Agriculture, industry, even more oil and gas, a pretty big economy and population, a better climate than most of Russia. And a place at the center of Europe instead of the periphery.
Without Ukraine, and probably soon without Transnistria, and maybe even Belarus, Russia can be quarantined and contained. Eventually the Russians will decide they want to be more European than they want to be North Korea.
Personal survival. He needed a war to justify the dismantling of the remaining democratic institutions. That the war lasts plays in his personal interests also.
Why assume it's rational? The Ukraine belonged to the USSR, Russia sees itself as the legitimate successor to the Soviet Union. So the Ukraine and the Baltic states belong to it, as far as Putin sees it.
On the other hand, it is extremely Russian to not surrender no matter how badly it is going and regardless of the cost in human life. Leningrad, Stalingrad, even burning Moscow to keep it from Napoleon. For nationalist purposes, it doesn't matter if the objective is worthless or unachievable.

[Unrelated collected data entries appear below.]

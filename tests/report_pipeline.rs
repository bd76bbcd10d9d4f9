//! End-to-end pipeline tests against a mock history provider.

use async_trait::async_trait;
use chrono::{NaiveDate, TimeZone, Utc};
use core_types::ReportTier;
use market_data::error::MarketDataError;
use market_data::{ColumnKey, HistoryProvider, HistoryResponse};
use reporter::{ReportDocument, TearsheetRenderer};
use std::collections::HashMap;
use tearsheet::{ReportRequest, generate_report};

struct MockProvider {
    responses: HashMap<String, HistoryResponse>,
}

#[async_trait]
impl HistoryProvider for MockProvider {
    async fn get_history(
        &self,
        symbol: &str,
        _start: NaiveDate,
        _end: NaiveDate,
    ) -> Result<HistoryResponse, MarketDataError> {
        self.responses
            .get(symbol)
            .cloned()
            .ok_or_else(|| MarketDataError::Provider(format!("unknown symbol '{symbol}'")))
    }
}

fn millis(day: u32) -> i64 {
    Utc.with_ymd_and_hms(2024, 1, day, 0, 0, 0)
        .unwrap()
        .timestamp_millis()
}

fn history(days: &[u32], prices: &[f64]) -> HistoryResponse {
    HistoryResponse {
        columns: vec![ColumnKey::Flat("Adj Close".to_string())],
        index: days.iter().map(|d| millis(*d)).collect(),
        data: prices.iter().map(|p| vec![Some(*p)]).collect(),
    }
}

fn provider() -> MockProvider {
    let mut responses = HashMap::new();
    // SPY trades Jan 2-5; AGG trades Jan 3-8. Overlapping returns land on
    // Jan 4 and Jan 5.
    responses.insert(
        "SPY".to_string(),
        history(&[2, 3, 4, 5], &[100.0, 110.0, 99.0, 104.5]),
    );
    responses.insert(
        "AGG".to_string(),
        history(&[3, 4, 5, 8], &[50.0, 51.0, 51.0, 52.0]),
    );
    responses
        .insert("EMPTY".to_string(), history(&[], &[]));
    responses.insert(
        "NOCOL".to_string(),
        HistoryResponse {
            columns: vec![ColumnKey::Flat("Volume".to_string())],
            index: vec![millis(2)],
            data: vec![vec![Some(1.0)]],
        },
    );
    MockProvider { responses }
}

fn request(symbol: &str, benchmark: &str, tier: ReportTier) -> ReportRequest {
    ReportRequest {
        symbol: symbol.to_string(),
        benchmark_symbol: benchmark.to_string(),
        start: NaiveDate::from_ymd_opt(2024, 1, 1).unwrap(),
        end: NaiveDate::from_ymd_opt(2024, 1, 31).unwrap(),
        tier,
    }
}

#[tokio::test]
async fn basic_report_end_to_end() {
    let document = generate_report(
        provider(),
        TearsheetRenderer::new(),
        &request("SPY", "AGG", ReportTier::Basic),
    )
    .await
    .unwrap();

    let ReportDocument::Basic(metrics) = document else {
        panic!("expected a basic document");
    };
    // Aligned SPY returns are [-0.10, 104.5/99 - 1]; compounded: -5%.
    let total_return = metrics
        .get(analytics::Metric::TotalReturn)
        .unwrap()
        .as_f64()
        .unwrap();
    assert!((total_return + 0.05).abs() < 1e-9, "got {total_return}");
    assert_eq!(metrics.entries().len(), analytics::Metric::CATALOG.len());
}

#[tokio::test]
async fn full_report_renders_html() {
    let document = generate_report(
        provider(),
        TearsheetRenderer::new(),
        &request("SPY", "AGG", ReportTier::Full),
    )
    .await
    .unwrap();

    let ReportDocument::Rendered { tier, html } = document else {
        panic!("expected a rendered document");
    };
    assert_eq!(tier, ReportTier::Full);
    assert!(html.contains("SPY vs AGG"));
}

#[tokio::test]
async fn empty_history_fails_with_empty_series() {
    let err = generate_report(
        provider(),
        TearsheetRenderer::new(),
        &request("EMPTY", "AGG", ReportTier::Basic),
    )
    .await
    .unwrap_err();
    assert!(format!("{err:#}").contains("no rows"), "got: {err:#}");
}

#[tokio::test]
async fn missing_price_column_is_reported() {
    let err = generate_report(
        provider(),
        TearsheetRenderer::new(),
        &request("NOCOL", "AGG", ReportTier::Basic),
    )
    .await
    .unwrap_err();
    assert!(
        format!("{err:#}").contains("No usable price column"),
        "got: {err:#}"
    );
}

#[tokio::test]
async fn disjoint_calendars_report_no_overlap() {
    let mut mock = provider();
    // A benchmark trading on entirely different days than SPY.
    mock.responses.insert(
        "LATE".to_string(),
        history(&[22, 23, 24], &[10.0, 10.1, 10.2]),
    );
    let err = generate_report(
        mock,
        TearsheetRenderer::new(),
        &request("SPY", "LATE", ReportTier::Basic),
    )
    .await
    .unwrap_err();
    assert!(
        format!("{err:#}").contains("No overlapping trading days"),
        "got: {err:#}"
    );
}

#[tokio::test]
async fn unknown_symbol_identifies_the_symbol() {
    let err = generate_report(
        provider(),
        TearsheetRenderer::new(),
        &request("SPY", "NOPE", ReportTier::Basic),
    )
    .await
    .unwrap_err();
    let message = format!("{err:#}");
    assert!(message.contains("NOPE"), "got: {message}");
}
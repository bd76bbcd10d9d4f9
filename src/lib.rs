//! Pipeline orchestration for one report request: fetch both price histories,
//! convert to returns, align, compute the metric catalog, assemble the
//! requested report tier.

use analytics::{MetricsEngine, align, to_returns};
use anyhow::{Context, Result};
use chrono::NaiveDate;
use core_types::{NanPolicy, ReportTier};
use market_data::{HistoryProvider, PriceSeriesFetcher};
use reporter::{Renderer, ReportAssembler, ReportDocument};

/// The parameters of one report request, as exposed to the hosting shell.
#[derive(Debug, Clone)]
pub struct ReportRequest {
    pub symbol: String,
    pub benchmark_symbol: String,
    pub start: NaiveDate,
    pub end: NaiveDate,
    pub tier: ReportTier,
}

/// Runs the full pipeline for one request.
///
/// Each stage returns a typed failure that is wrapped with enough context to
/// tell the caller which symbol or stage failed; nothing here terminates the
/// hosting process. No state outlives the request.
pub async fn generate_report<P, R>(
    provider: P,
    renderer: R,
    request: &ReportRequest,
) -> Result<ReportDocument>
where
    P: HistoryProvider,
    R: Renderer,
{
    let fetcher = PriceSeriesFetcher::new(provider);

    // The two histories are independent, so fetch them concurrently.
    let (instrument_prices, benchmark_prices) = tokio::try_join!(
        async {
            fetcher
                .fetch(&request.symbol, request.start, request.end)
                .await
                .with_context(|| format!("fetching history for '{}'", request.symbol))
        },
        async {
            fetcher
                .fetch(&request.benchmark_symbol, request.start, request.end)
                .await
                .with_context(|| format!("fetching history for '{}'", request.benchmark_symbol))
        },
    )?;
    tracing::info!(
        instrument_days = instrument_prices.len(),
        benchmark_days = benchmark_prices.len(),
        "fetched price histories"
    );

    // Drop the first return on both sides: the series feed a two-series
    // comparison, not a chart.
    let instrument_returns = to_returns(&instrument_prices, NanPolicy::Drop)
        .with_context(|| format!("deriving returns for '{}'", request.symbol))?;
    let benchmark_returns = to_returns(&benchmark_prices, NanPolicy::Drop)
        .with_context(|| format!("deriving returns for '{}'", request.benchmark_symbol))?;

    let pair = align(&instrument_returns, &benchmark_returns).with_context(|| {
        format!(
            "aligning '{}' against '{}'",
            request.symbol, request.benchmark_symbol
        )
    })?;
    tracing::info!(days = pair.len(), "aligned return series");

    let metrics = MetricsEngine::new()
        .compute(pair.instrument(), Some(pair.benchmark()))
        .with_context(|| format!("computing metrics for '{}'", request.symbol))?;

    let title = format!("{} vs {}", request.symbol, request.benchmark_symbol);
    let assembler = ReportAssembler::new(renderer, title);
    let document = assembler
        .assemble(request.tier, pair.instrument(), pair.benchmark(), &metrics)
        .context("assembling report")?;

    Ok(document)
}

Like so many other situations, we have to wait for him to die.
What Putin gained was not having a culturally-adjacent country next door with a functioning democracy. That was a threat, not to Russia, but to Putin. He couldn't accept that, because Russians might get ideas about how their culture didn't require a strongman at the top in order to function.
Yet another way in which the US has bungled an overseas conflict. The best time to have strongly supported Ukraine was in the past couple of years leading up to this outcome. Now, if Trump somehow can stop gazing lovingly into Putin's eyes, it will be seen as getting on the bandwagon.

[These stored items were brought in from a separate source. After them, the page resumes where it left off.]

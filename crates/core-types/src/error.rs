use thiserror::Error;

#[derive(Error, Debug)]
pub enum CoreError {
    #[error("Invalid input for {0}: {1}")]
    InvalidInput(String, String),

    #[error("Calculation error: {0}")]
    Calculation(String),
}
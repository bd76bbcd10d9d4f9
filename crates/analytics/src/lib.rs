//! # Returns Analytics
//!
//! This crate turns canonical price series into daily return series and
//! derives the performance/risk metric catalog from them. It acts as the
//! "unbiased judge" of the pipeline.
//!
//! ## Architectural Principles
//!
//! - **Pure logic crate:** no knowledge of providers or renderers. It depends
//!   only on `core-types`.
//! - **Stateless calculation:** the `MetricsEngine` takes a return series as
//!   input and produces a `MetricsReport` as output, with no hidden state, so
//!   computing twice yields identical results.
//!
//! ## Public API
//!
//! - `to_returns` / `align`: series conversion and date-intersection alignment.
//! - `MetricsEngine`: the stateless metric calculator.
//! - `MetricsReport`: the ordered catalog of computed metrics.
//! - `AnalyticsError`: the specific error types that can be returned from this crate.

// Declare the modules that constitute this crate.
pub mod align;
pub mod constants;
pub mod engine;
pub mod error;
pub mod report;
pub mod returns;

// Re-export the key components to create a clean, public-facing API.
pub use align::align;
pub use engine::MetricsEngine;
pub use error::AnalyticsError;
pub use report::{DisplayFormat, Metric, MetricEntry, MetricValue, MetricsReport};
pub use returns::to_returns;
use crate::error::RenderError;
use crate::{RenderOptions, Renderer};
use analytics::MetricsEngine;
use core_types::ReturnSeries;

/// The built-in tearsheet renderer.
///
/// Produces a self-contained HTML document with a side-by-side metric table
/// for the instrument and its benchmark, and, in detailed mode, a per-day
/// cumulative return and drawdown table.
#[derive(Debug, Default)]
pub struct TearsheetRenderer {}

impl TearsheetRenderer {
    pub fn new() -> Self {
        Self::default()
    }
}

impl Renderer for TearsheetRenderer {
    fn render(
        &self,
        instrument: &ReturnSeries,
        benchmark: &ReturnSeries,
        options: &RenderOptions,
    ) -> Result<String, RenderError> {
        let engine = MetricsEngine::new();
        let instrument_metrics = engine
            .compute(instrument, Some(benchmark))
            .map_err(|e| RenderError(e.to_string()))?;
        let benchmark_metrics = engine
            .compute(benchmark, None)
            .map_err(|e| RenderError(e.to_string()))?;

        let mut html = String::new();
        html.push_str("<!DOCTYPE html>\n<html>\n<head>\n");
        html.push_str(&format!("<title>{}</title>\n", options.title));
        html.push_str(
            "<style>body{font-family:sans-serif}table{border-collapse:collapse}\
             td,th{border:1px solid #ccc;padding:4px 10px;text-align:right}\
             td:first-child,th:first-child{text-align:left}</style>\n",
        );
        html.push_str("</head>\n<body>\n");
        html.push_str(&format!("<h1>{}</h1>\n", options.title));

        html.push_str("<h2>Performance Metrics</h2>\n<table>\n");
        html.push_str("<tr><th>Metric</th><th>Strategy</th><th>Benchmark</th></tr>\n");
        for (strat, bench) in instrument_metrics
            .entries()
            .iter()
            .zip(benchmark_metrics.entries())
        {
            html.push_str(&format!(
                "<tr><td>{}</td><td>{}</td><td>{}</td></tr>\n",
                strat.metric.label(),
                strat.formatted_value(),
                bench.formatted_value(),
            ));
        }
        html.push_str("</table>\n");

        if options.detailed {
            push_daily_detail(&mut html, instrument, benchmark);
        }

        html.push_str("</body>\n</html>\n");
        Ok(html)
    }
}

/// Per-day cumulative return and running drawdown for both series.
fn push_daily_detail(html: &mut String, instrument: &ReturnSeries, benchmark: &ReturnSeries) {
    html.push_str("<h2>Daily Detail</h2>\n<table>\n");
    html.push_str(
        "<tr><th>Date</th><th>Cumulative</th><th>Drawdown</th>\
         <th>Benchmark Cumulative</th></tr>\n",
    );

    let mut cumulative = 1.0_f64;
    let mut peak = 1.0_f64;
    let mut bench_cumulative = 1.0_f64;
    for (point, bench) in instrument.points().iter().zip(benchmark.points()) {
        cumulative *= 1.0 + point.value;
        bench_cumulative *= 1.0 + bench.value;
        if cumulative > peak {
            peak = cumulative;
        }
        let drawdown = cumulative / peak - 1.0;
        html.push_str(&format!(
            "<tr><td>{}</td><td>{:.2}%</td><td>{:.2}%</td><td>{:.2}%</td></tr>\n",
            point.date,
            (cumulative - 1.0) * 100.0,
            drawdown * 100.0,
            (bench_cumulative - 1.0) * 100.0,
        ));
    }
    html.push_str("</table>\n");
}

He admires autocrats and aspires to be one, in addition to aligning the US with Russian interests. You think he will get on the Ukraine/NATO bandwagon?
This was one of the rare cases it would have been easier and more in character if the US had just done the right thing. But no.

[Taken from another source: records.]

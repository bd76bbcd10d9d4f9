use crate::error::MarketDataError;
use chrono::{NaiveDate, TimeZone, Utc};
use core_types::{PricePoint, PriceSeries};
use rust_decimal::Decimal;
use rust_decimal::prelude::FromPrimitive;
use serde::Deserialize;

/// The field names we accept as a usable price column, in preference order.
const PRICE_FIELDS: [&str; 2] = ["Adj Close", "Close"];

/// A tabular price history in pandas `orient="split"` form.
///
/// `index` holds epoch-millisecond timestamps (UTC); `data` holds one row per
/// timestamp with one cell per column. Cells may be null where the provider
/// has no observation.
#[derive(Debug, Clone, Deserialize)]
pub struct HistoryResponse {
    pub columns: Vec<ColumnKey>,
    pub index: Vec<i64>,
    pub data: Vec<Vec<Option<f64>>>,
}

/// A column identifier in a provider table.
///
/// Single-symbol responses use flat string keys ("Adj Close"). Multi-symbol
/// batch responses key every column by (field, symbol), which serializes as a
/// two-element array.
#[derive(Debug, Clone, PartialEq, Eq, Deserialize)]
#[serde(untagged)]
pub enum ColumnKey {
    Flat(String),
    Compound(String, String),
}

/// How price columns are addressed in a given response, decided once by
/// inspecting the column structure and then used uniformly.
#[derive(Debug, Clone, Copy, PartialEq, Eq)]
enum ColumnShape {
    Flat,
    Compound,
}

impl HistoryResponse {
    fn shape(&self) -> ColumnShape {
        if self
            .columns
            .iter()
            .any(|c| matches!(c, ColumnKey::Compound(_, _)))
        {
            ColumnShape::Compound
        } else {
            ColumnShape::Flat
        }
    }

    /// Finds the index of `field` for `symbol` under the detected shape.
    fn find_column(&self, shape: ColumnShape, field: &str, symbol: &str) -> Option<usize> {
        self.columns.iter().position(|c| match (shape, c) {
            (ColumnShape::Flat, ColumnKey::Flat(name)) => name == field,
            (ColumnShape::Compound, ColumnKey::Compound(name, sym)) => {
                name == field && sym == symbol
            }
            _ => false,
        })
    }

    /// Resolves the usable price column for `symbol`: "Adj Close" preferred,
    /// "Close" as fallback.
    fn resolve_price_column(&self, symbol: &str) -> Result<usize, MarketDataError> {
        let shape = self.shape();
        PRICE_FIELDS
            .iter()
            .find_map(|field| self.find_column(shape, field, symbol))
            .ok_or_else(|| MarketDataError::NoPriceColumn(symbol.to_string()))
    }

    /// Normalizes this response into a canonical daily price series for `symbol`.
    ///
    /// Timestamps are interpreted as UTC and collapsed to naive calendar
    /// dates. When several rows collapse to the same date, the last one wins.
    /// Null price cells are skipped.
    pub fn into_price_series(self, symbol: &str) -> Result<PriceSeries, MarketDataError> {
        if self.index.is_empty() {
            return Err(MarketDataError::EmptySeries(symbol.to_string()));
        }
        if self.index.len() != self.data.len() {
            return Err(MarketDataError::InvalidData(format!(
                "index has {} entries but data has {} rows",
                self.index.len(),
                self.data.len()
            )));
        }

        let column = self.resolve_price_column(symbol)?;

        let mut dated: Vec<(NaiveDate, Decimal)> = Vec::with_capacity(self.index.len());
        for (ts, row) in self.index.iter().zip(&self.data) {
            let date = Utc
                .timestamp_millis_opt(*ts)
                .single()
                .ok_or_else(|| MarketDataError::InvalidData(format!("invalid timestamp: {ts}")))?
                .date_naive();

            let Some(Some(value)) = row.get(column) else {
                continue;
            };
            let price = Decimal::from_f64(*value).ok_or_else(|| {
                MarketDataError::InvalidData(format!("unrepresentable price on {date}: {value}"))
            })?;
            dated.push((date, price));
        }

        if dated.is_empty() {
            return Err(MarketDataError::EmptySeries(symbol.to_string()));
        }

        // Collapse duplicate calendar dates, keeping the last observation.
        dated.sort_by_key(|(date, _)| *date);
        let mut points: Vec<PricePoint> = Vec::with_capacity(dated.len());
        for (date, price) in dated {
            match points.last_mut() {
                Some(last) if last.date == date => {
                    tracing::debug!(%symbol, %date, "duplicate calendar date, keeping last row");
                    last.price = price;
                }
                _ => points.push(PricePoint { date, price }),
            }
        }

        PriceSeries::new(points).map_err(|e| MarketDataError::InvalidData(e.to_string()))
    }
}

First Biden's timidity and dithering over arms, which looks ridiculous today and led to so much needless difficulty and suffering for Ukraine. And then Trump, quite clearly favouring Putin and (obscenely) shaking down Ukraine at its most vulnerable point with the 'mineral deal'.
It's hard to imagine any earlier US administration not backing Ukraine to the hilt - pouring in advanced arms, strangling Russia with much harder sanctions, maybe even patrolling the skies of western Ukraine. The chance to take down the worst sort of nationalist tyrant, and one of the world's nastiest troublemakers? And one of the USA's longest standing enemy countries to boot? What President before these last two wouldn't have jumped at it?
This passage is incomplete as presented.